__Collection entries__
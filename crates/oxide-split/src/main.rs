//! oxide-split CLI
//!
//! Command-line tool that splits SQL into tokens.

use std::io::{self, Read, Write};
use std::path::{Path, PathBuf};
use std::process::ExitCode;

use anyhow::Context;
use clap::{Parser, ValueEnum};
use serde::Serialize;
use tracing::{debug, error, Level};
use tracing_subscriber::FmtSubscriber;

use oxide_split_core::{sql_from_bytes, DqlStatement, LexError, Lexer, StatementKind};

/// Split SQL text into tokens.
#[derive(Parser)]
#[command(name = "oxide-split")]
#[command(author, version, about, long_about = None)]
struct Cli {
    /// File holding the SQL (reads stdin when absent or `-`).
    #[arg(conflicts_with = "sql")]
    file: Option<PathBuf>,

    /// SQL text to split instead of reading a file.
    #[arg(short, long)]
    sql: Option<String>,

    /// Output format.
    #[arg(short, long, env = "OXIDE_SPLIT_FORMAT", value_enum, default_value_t = Format::Text)]
    format: Format,

    /// Print the raw split, before tokens are merged.
    #[arg(long)]
    raw: bool,

    /// Also report the statement classification.
    #[arg(short, long)]
    classify: bool,

    /// Enable verbose output.
    #[arg(short, long)]
    verbose: bool,
}

#[derive(Debug, Clone, Copy, PartialEq, Eq, ValueEnum)]
enum Format {
    /// One quoted token per line.
    Text,
    /// A JSON document.
    Json,
}

#[derive(Debug, Serialize)]
struct Classification {
    kind: StatementKind,
    is_select: bool,
    is_query: bool,
}

#[derive(Debug, Serialize)]
struct Report<'a> {
    tokens: Vec<&'a str>,
    #[serde(skip_serializing_if = "Option::is_none")]
    statement: Option<Classification>,
}

fn read_input(cli: &Cli) -> anyhow::Result<Vec<u8>> {
    if let Some(sql) = &cli.sql {
        return Ok(sql.clone().into_bytes());
    }

    match cli.file.as_deref() {
        Some(path) if path != Path::new("-") => {
            std::fs::read(path).with_context(|| format!("failed to read {}", path.display()))
        }
        _ => {
            let mut buf = Vec::new();
            io::stdin()
                .read_to_end(&mut buf)
                .context("failed to read stdin")?;
            Ok(buf)
        }
    }
}

fn write_report(out: &mut impl Write, report: &Report<'_>, format: Format) -> anyhow::Result<()> {
    match format {
        Format::Json => {
            serde_json::to_writer_pretty(&mut *out, report)?;
            writeln!(out)?;
        }
        Format::Text => {
            for token in &report.tokens {
                writeln!(out, "{token:?}")?;
            }
            if let Some(statement) = &report.statement {
                writeln!(out, "{:-<40}", "")?;
                writeln!(out, "kind:      {:?}", statement.kind)?;
                writeln!(out, "is_select: {}", statement.is_select)?;
                writeln!(out, "is_query:  {}", statement.is_query)?;
            }
        }
    }
    Ok(())
}

fn exit_code(err: &LexError) -> ExitCode {
    ExitCode::from(u8::try_from(err.code()).unwrap_or(1))
}

fn main() -> anyhow::Result<ExitCode> {
    let cli = Cli::parse();

    // Setup logging
    let log_level = if cli.verbose {
        Level::DEBUG
    } else {
        Level::INFO
    };
    let subscriber = FmtSubscriber::builder()
        .with_max_level(log_level)
        .with_writer(io::stderr)
        .with_target(false)
        .without_time()
        .finish();
    tracing::subscriber::set_global_default(subscriber)?;

    let input = read_input(&cli)?;
    debug!(bytes = input.len(), raw = cli.raw, "input read");

    let lexer = Lexer::new();
    debug!(
        splitters = lexer.table().entries().len(),
        max_token_length = lexer.max_token_length(),
        "lexer ready"
    );
    let sql = match sql_from_bytes(&input) {
        Ok(sql) => sql,
        Err(err) => {
            error!(code = err.code(), "{err}");
            return Ok(exit_code(&err));
        }
    };

    let tokens = if cli.raw {
        lexer.split_raw(sql)
    } else {
        lexer.split(sql)
    };
    let statement = cli.classify.then(|| {
        let statement = DqlStatement::with_lexer(sql, lexer);
        Classification {
            kind: statement.kind(),
            is_select: statement.is_select(),
            is_query: statement.is_query(),
        }
    });

    let report = Report { tokens, statement };
    let stdout = io::stdout();
    write_report(&mut stdout.lock(), &report, cli.format)?;

    Ok(ExitCode::SUCCESS)
}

__Your instructions__
Pick out every line above that holds the word "bool" and copy it.

__Finished task__
    raw: bool,
    classify: bool,
    verbose: bool,
    is_select: bool,
    is_query: bool,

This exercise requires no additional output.